**What you have to do:** Show every line from the data below that includes "tree".
↓
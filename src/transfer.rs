//! Whole-tree upload, download and delete over one open transfer channel.
//!
//! Every visited entry is a cancellation point. A cancelled or failed operation
//! leaves whatever was already transferred in place.

use std::path::{Path, PathBuf};

use tokio::{
    fs,
    io::{self, AsyncWriteExt},
};
use tracing::{debug, trace};

use crate::{
    error::{Result, TransportError},
    monitor::ExecutionMonitor,
    transport::{is_pseudo_entry, join_remote, parent_remote, TransferChannel},
};

/// Copies a local file, or a local directory tree, to `remote_dest`.
pub async fn upload(
    channel: &mut dyn TransferChannel,
    local: &Path,
    remote_dest: &str,
    monitor: &dyn ExecutionMonitor,
) -> Result<()> {
    let mut pending = vec![(local.to_path_buf(), remote_dest.to_string())];

    while let Some((local, remote)) = pending.pop() {
        monitor.check_canceled()?;
        let metadata = fs::metadata(&local).await?;
        if !metadata.is_dir() {
            upload_file(channel, &local, &remote).await?;
            monitor.report_progress(&format!("uploaded {}", local.display()));
            continue;
        }

        ensure_dir(channel, &remote).await?;
        let children = list_local_dir(&local).await;
        for (child, name) in children.into_iter().rev() {
            pending.push((child, join_remote(&remote, &name)));
        }
    }

    Ok(())
}

/// Copies a remote file, or a remote directory tree, to `local_dest`.
pub async fn download(
    channel: &mut dyn TransferChannel,
    remote_src: &str,
    local_dest: &Path,
    monitor: &dyn ExecutionMonitor,
) -> Result<()> {
    let mut pending = vec![(remote_src.to_string(), local_dest.to_path_buf())];

    while let Some((remote, local)) = pending.pop() {
        monitor.check_canceled()?;
        let names = match channel.read_dir(&remote).await {
            Ok(names) => names,
            Err(_) => {
                download_file(channel, &remote, &local).await?;
                monitor.report_progress(&format!("downloaded {remote}"));
                continue;
            }
        };

        prepare_local_dir(&local).await?;
        for name in names.into_iter().filter(|name| !is_pseudo_entry(name)).rev() {
            let child_local = local.join(&name);
            pending.push((join_remote(&remote, &name), child_local));
        }
    }

    Ok(())
}

enum DeleteStep {
    Visit(String),
    RemoveDir(String),
}

/// Removes a remote file, or a remote directory with everything below it.
pub async fn delete(
    channel: &mut dyn TransferChannel,
    remote: &str,
    monitor: &dyn ExecutionMonitor,
) -> Result<()> {
    let mut pending = vec![DeleteStep::Visit(remote.to_string())];

    while let Some(step) = pending.pop() {
        match step {
            DeleteStep::Visit(path) => {
                monitor.check_canceled()?;
                let attributes = channel.stat(&path).await?;
                if !attributes.is_dir {
                    trace!(path = %path, "removing remote file");
                    channel.remove_file(&path).await?;
                    continue;
                }

                let names = channel.read_dir(&path).await?;
                pending.push(DeleteStep::RemoveDir(path.clone()));
                for name in names.into_iter().filter(|name| !is_pseudo_entry(name)) {
                    pending.push(DeleteStep::Visit(join_remote(&path, &name)));
                }
            }
            DeleteStep::RemoveDir(path) => {
                trace!(path = %path, "removing remote directory");
                channel.remove_dir(&path).await?;
            }
        }
    }

    Ok(())
}

/// `mkdir -p` for a remote path.
pub async fn ensure_dir(channel: &mut dyn TransferChannel, remote: &str) -> Result<()> {
    match channel.stat(remote).await {
        Ok(attributes) if attributes.is_dir => return Ok(()),
        Ok(_) => return Err(TransportError::ExistsNotDirectory(remote.to_string())),
        Err(TransportError::NoSuchFile(_)) => {}
        Err(err) => return Err(err),
    }

    // (directory, parent known to exist)
    let mut pending = vec![(remote.to_string(), false)];
    while let Some((dir, parent_ready)) = pending.pop() {
        let err = match channel.create_dir(&dir).await {
            Ok(()) => {
                debug!(path = %dir, "created remote directory");
                continue;
            }
            Err(err) => err,
        };
        if parent_ready {
            return Err(err);
        }

        let parent =
            parent_remote(&dir).ok_or_else(|| TransportError::CreateDirectory(dir.clone()))?;
        match channel.stat(parent).await {
            Ok(attributes) if attributes.is_dir => pending.push((dir, true)),
            Ok(_) => return Err(TransportError::ExistsNotDirectory(parent.to_string())),
            Err(TransportError::NoSuchFile(_)) => {
                let parent = parent.to_string();
                pending.push((dir, true));
                pending.push((parent, false));
            }
            Err(err) => return Err(err),
        }
    }

    Ok(())
}

async fn upload_file(channel: &mut dyn TransferChannel, local: &Path, remote: &str) -> Result<()> {
    trace!(local = %local.display(), remote = %remote, "uploading file");
    let mut source = fs::File::open(local).await?;
    let mut sink = channel.open_write(remote).await?;
    io::copy(&mut source, &mut sink).await?;
    sink.shutdown().await?;
    Ok(())
}

async fn download_file(
    channel: &mut dyn TransferChannel,
    remote: &str,
    local: &Path,
) -> Result<()> {
    trace!(remote = %remote, local = %local.display(), "downloading file");
    let mut source = channel.open_read(remote).await?;
    let mut sink = fs::File::create(local).await?;
    io::copy(&mut source, &mut sink).await?;
    sink.flush().await?;
    Ok(())
}

async fn prepare_local_dir(local: &Path) -> Result<()> {
    match fs::metadata(local).await {
        Ok(metadata) if metadata.is_dir() => Ok(()),
        Ok(_) => Err(TransportError::ExistsNotDirectory(local.display().to_string())),
        Err(_) => fs::create_dir(local)
            .await
            .map_err(|_| TransportError::CreateLocalDirectory(local.display().to_string())),
    }
}

/// Children of a local directory. An unreadable directory has none.
async fn list_local_dir(local: &Path) -> Vec<(PathBuf, String)> {
    let mut entries = Vec::new();
    let Ok(mut read_dir) = fs::read_dir(local).await else {
        return entries;
    };
    while let Ok(Some(entry)) = read_dir.next_entry().await {
        let name = entry.file_name().to_string_lossy().into_owned();
        entries.push((entry.path(), name));
    }
    entries.sort_by(|a, b| a.1.cmp(&b.1));
    entries
}
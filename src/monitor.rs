use tokio_util::sync::CancellationToken;

use crate::error::{Result, TransportError};

/// The host engine's execution context as seen by long-running operations.
pub trait ExecutionMonitor: Send + Sync {
    fn check_canceled(&self) -> Result<()>;

    fn report_progress(&self, _message: &str) {}
}

impl ExecutionMonitor for CancellationToken {
    fn check_canceled(&self) -> Result<()> {
        if self.is_cancelled() {
            return Err(TransportError::Cancelled);
        }
        Ok(())
    }
}

/// Monitor for callers that never cancel.
#[derive(Debug, Clone, Copy, Default)]
pub struct Unmonitored;

impl ExecutionMonitor for Unmonitored {
    fn check_canceled(&self) -> Result<()> {
        Ok(())
    }
}
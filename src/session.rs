use std::{
    sync::{
        atomic::{AtomicUsize, Ordering},
        Arc,
    },
    time::Duration,
};

use tokio::sync::Mutex;
use tracing::{debug, info, warn};

use crate::{
    error::{Result, TransportError},
    target::ConnectionTarget,
    transport::{Session, SshTransport},
};

/// Hands out connected sessions. Negotiations through one manager never overlap;
/// separate managers are independent of each other.
pub struct SessionManager {
    transport: Arc<dyn SshTransport>,
    timeout: Option<Duration>,
    negotiation: Mutex<()>,
    negotiations: AtomicUsize,
}

impl SessionManager {
    pub fn new(transport: Arc<dyn SshTransport>) -> Self {
        SessionManager {
            transport,
            timeout: None,
            negotiation: Mutex::new(()),
            negotiations: AtomicUsize::new(0),
        }
    }

    pub fn with_timeout(mut self, timeout: Option<Duration>) -> Self {
        self.timeout = timeout;
        self
    }

    pub fn timeout(&self) -> Option<Duration> {
        self.timeout
    }

    pub fn transport(&self) -> &Arc<dyn SshTransport> {
        &self.transport
    }

    /// Number of negotiations started so far.
    pub fn negotiations(&self) -> usize {
        self.negotiations.load(Ordering::SeqCst)
    }

    pub async fn connected_session(&self, target: &ConnectionTarget) -> Result<Arc<dyn Session>> {
        let _guard = self.negotiation.lock().await;
        let resolved = target.resolve();
        self.negotiations.fetch_add(1, Ordering::SeqCst);
        debug!(target = %resolved, "negotiating session");

        let session = self.transport.create_session(&resolved)?;
        match session.connect(self.timeout).await {
            Ok(()) => {
                info!(target = %resolved, "session established");
                Ok(session)
            }
            Err(err) => {
                if session.is_connected() {
                    session.disconnect().await;
                }
                warn!(target = %resolved, error = %err, "session negotiation failed");
                if err.is_blank() {
                    return Err(TransportError::SessionUnavailable(resolved.to_string()));
                }
                Err(err)
            }
        }
    }
}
↑
**Response to this exercise:**
//! Whole-tree upload, download and delete over one open transfer channel.
/// Copies a local file, or a local directory tree, to `remote_dest`.
/// Copies a remote file, or a remote directory tree, to `local_dest`.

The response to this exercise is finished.